THE TASK> Across the listing, the lines that include "counts" must be tallied and reported as a bare number.

SUPPLIED MATERIAL>
-- Opening Marker --
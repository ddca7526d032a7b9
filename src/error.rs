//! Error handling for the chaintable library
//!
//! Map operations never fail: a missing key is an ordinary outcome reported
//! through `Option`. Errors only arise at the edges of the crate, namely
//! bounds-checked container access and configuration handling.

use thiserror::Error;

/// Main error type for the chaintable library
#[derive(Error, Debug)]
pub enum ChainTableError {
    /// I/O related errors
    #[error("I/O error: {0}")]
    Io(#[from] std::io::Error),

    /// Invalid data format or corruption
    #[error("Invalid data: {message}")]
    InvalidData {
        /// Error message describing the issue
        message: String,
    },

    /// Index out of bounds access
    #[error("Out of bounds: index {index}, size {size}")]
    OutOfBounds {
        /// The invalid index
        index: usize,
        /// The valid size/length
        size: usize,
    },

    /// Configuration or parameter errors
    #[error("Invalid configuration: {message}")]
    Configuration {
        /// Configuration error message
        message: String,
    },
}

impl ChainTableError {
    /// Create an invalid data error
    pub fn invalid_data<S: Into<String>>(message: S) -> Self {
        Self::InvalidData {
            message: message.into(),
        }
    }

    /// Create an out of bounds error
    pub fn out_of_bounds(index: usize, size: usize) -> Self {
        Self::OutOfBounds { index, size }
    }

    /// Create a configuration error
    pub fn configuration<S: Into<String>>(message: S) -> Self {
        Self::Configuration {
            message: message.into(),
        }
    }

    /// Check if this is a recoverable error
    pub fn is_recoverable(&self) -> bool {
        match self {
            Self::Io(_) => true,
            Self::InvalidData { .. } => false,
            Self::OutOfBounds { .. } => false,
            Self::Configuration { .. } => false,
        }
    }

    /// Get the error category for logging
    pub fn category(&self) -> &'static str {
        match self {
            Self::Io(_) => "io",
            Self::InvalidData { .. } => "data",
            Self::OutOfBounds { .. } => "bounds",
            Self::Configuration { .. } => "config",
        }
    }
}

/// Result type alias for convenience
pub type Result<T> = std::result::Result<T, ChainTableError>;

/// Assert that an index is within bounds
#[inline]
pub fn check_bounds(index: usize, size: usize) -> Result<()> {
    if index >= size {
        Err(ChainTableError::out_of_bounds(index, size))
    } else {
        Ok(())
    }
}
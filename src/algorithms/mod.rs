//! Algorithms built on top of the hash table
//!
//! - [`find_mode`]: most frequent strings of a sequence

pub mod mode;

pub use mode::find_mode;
-- Closing Marker --
-- Opening Marker --
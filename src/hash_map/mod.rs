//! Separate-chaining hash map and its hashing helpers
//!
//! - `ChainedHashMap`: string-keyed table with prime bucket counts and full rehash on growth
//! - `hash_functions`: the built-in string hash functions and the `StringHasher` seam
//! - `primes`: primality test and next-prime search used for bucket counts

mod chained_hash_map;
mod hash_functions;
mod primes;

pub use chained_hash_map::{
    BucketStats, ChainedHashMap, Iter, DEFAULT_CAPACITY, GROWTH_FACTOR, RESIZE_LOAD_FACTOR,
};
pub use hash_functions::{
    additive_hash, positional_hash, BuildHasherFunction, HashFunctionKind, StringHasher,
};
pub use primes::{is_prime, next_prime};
-- Closing Marker --
-- Opening Marker --
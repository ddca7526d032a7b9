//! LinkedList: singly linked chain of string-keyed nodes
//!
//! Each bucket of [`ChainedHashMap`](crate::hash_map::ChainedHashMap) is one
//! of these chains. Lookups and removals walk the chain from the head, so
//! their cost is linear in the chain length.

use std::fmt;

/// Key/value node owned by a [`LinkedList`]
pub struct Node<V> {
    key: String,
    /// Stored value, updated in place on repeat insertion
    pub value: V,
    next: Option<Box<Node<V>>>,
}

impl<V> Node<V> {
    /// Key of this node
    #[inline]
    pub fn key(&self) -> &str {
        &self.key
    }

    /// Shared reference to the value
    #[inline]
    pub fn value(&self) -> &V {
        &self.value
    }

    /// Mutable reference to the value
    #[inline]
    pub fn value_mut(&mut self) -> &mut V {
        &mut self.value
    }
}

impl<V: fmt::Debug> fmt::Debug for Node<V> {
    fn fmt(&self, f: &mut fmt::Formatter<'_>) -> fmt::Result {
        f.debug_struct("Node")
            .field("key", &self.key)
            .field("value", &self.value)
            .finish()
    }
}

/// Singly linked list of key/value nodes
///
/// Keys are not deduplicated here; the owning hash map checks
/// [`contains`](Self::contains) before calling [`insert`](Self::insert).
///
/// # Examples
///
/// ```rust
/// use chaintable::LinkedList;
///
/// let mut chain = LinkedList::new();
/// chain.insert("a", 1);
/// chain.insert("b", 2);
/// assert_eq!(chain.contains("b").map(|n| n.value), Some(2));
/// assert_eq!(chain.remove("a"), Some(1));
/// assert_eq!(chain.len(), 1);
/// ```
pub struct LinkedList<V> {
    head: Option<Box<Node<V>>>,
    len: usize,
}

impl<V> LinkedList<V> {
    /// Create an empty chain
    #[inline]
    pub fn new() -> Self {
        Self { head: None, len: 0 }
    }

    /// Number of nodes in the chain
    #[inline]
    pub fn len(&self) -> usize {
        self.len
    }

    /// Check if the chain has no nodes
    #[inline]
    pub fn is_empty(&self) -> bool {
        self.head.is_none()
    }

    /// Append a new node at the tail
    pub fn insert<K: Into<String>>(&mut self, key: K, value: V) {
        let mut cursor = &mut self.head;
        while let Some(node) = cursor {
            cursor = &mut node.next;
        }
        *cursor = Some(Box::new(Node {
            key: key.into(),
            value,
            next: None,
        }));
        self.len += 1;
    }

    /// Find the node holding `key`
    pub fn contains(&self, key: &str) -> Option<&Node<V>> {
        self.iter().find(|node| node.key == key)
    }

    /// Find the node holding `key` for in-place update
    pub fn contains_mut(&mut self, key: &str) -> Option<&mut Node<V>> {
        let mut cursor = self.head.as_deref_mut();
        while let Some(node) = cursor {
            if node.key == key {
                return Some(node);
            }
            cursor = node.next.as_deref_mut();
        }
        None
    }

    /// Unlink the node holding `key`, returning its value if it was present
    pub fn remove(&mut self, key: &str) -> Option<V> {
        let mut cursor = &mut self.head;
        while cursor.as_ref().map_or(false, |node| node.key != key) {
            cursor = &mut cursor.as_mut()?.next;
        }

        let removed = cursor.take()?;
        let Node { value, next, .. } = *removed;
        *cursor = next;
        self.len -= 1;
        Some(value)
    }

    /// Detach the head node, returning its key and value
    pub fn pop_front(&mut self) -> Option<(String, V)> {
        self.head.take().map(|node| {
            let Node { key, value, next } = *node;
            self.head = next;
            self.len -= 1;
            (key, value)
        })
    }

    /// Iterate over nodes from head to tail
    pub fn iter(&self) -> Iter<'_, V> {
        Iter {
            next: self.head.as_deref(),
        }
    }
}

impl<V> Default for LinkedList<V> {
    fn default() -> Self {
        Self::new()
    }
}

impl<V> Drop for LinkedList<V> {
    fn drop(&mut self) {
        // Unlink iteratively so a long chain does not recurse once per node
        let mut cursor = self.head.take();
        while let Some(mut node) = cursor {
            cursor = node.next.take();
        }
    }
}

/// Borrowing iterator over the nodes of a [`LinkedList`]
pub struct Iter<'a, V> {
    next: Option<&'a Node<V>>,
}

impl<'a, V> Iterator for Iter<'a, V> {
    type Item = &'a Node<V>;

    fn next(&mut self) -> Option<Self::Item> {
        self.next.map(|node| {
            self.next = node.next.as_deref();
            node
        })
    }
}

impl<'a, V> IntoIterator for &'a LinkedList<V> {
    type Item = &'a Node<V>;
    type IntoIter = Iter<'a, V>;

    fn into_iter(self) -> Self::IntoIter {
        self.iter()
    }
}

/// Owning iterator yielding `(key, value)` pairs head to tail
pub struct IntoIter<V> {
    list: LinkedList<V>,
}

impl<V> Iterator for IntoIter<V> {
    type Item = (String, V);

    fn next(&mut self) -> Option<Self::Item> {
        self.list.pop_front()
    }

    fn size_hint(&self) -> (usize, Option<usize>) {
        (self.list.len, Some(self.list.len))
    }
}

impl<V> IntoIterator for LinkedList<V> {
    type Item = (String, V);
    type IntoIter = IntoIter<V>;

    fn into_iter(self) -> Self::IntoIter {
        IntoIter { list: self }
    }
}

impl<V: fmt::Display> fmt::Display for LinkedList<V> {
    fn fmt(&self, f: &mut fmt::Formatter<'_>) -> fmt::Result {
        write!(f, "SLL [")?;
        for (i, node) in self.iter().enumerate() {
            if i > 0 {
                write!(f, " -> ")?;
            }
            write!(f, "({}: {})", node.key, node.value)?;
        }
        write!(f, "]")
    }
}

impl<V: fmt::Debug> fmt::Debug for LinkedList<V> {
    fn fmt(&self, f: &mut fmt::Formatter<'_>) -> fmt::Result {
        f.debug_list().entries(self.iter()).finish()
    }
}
-- Closing Marker --
OUTPUT OF THE EXERCISE> 2